As to the photographs.

Your images seem to be technically proficient. Not much unnecessary clutter or distraction that I could see. As Tori wrote, good focus in your wrok. Particularly in your Ayutthaya, Thailand collection, IMHO.

You make very good use of framing a subject to draw attention to it so I would always keep that in your grab bag. And, again in agreeance with Tori, your portraiture is very attractive, meaning that your contact with the people you have shot is very attracting to the viewer in pose, action and feature.

One thing I found was, and I am at work on lunch and limited time, in the first six galleries I viewed I saw seven photographs that I would not have put on my own website. Perhaps because I don't have the personal connection to your subjects as you. But, as with most others, they were plain pictures. A viewer spares a glance, there is no focus or association and the viewer moves on.
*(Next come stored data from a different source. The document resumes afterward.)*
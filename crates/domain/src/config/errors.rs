#[derive(Debug, thiserror::Error)]
pub enum ConfigError {
    #[error("Failed to read config file {0}: {1}")]
    FileRead(String, String),

    #[error("Failed to parse config: {0}")]
    Parse(String),

    #[error("Configuration validation error: {0}")]
    Validation(String),
}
Be your own worst critic. This is not to say to be ultra hard on yourself when you screw up. Rather be ultra hard on your work to find what could or should have been done differently to better translate your vision to the viewer. ALSO, edit your displays better. Look at everything on your website and decide if it really fits with the body of the work it is in. See if a body of work has enough pieces or is complete. If not, add more or shelf it until it is more complete.

Just some honest thoughts.

Again, you do very good work. Just make sure you show your best.

And, welcome to APUG.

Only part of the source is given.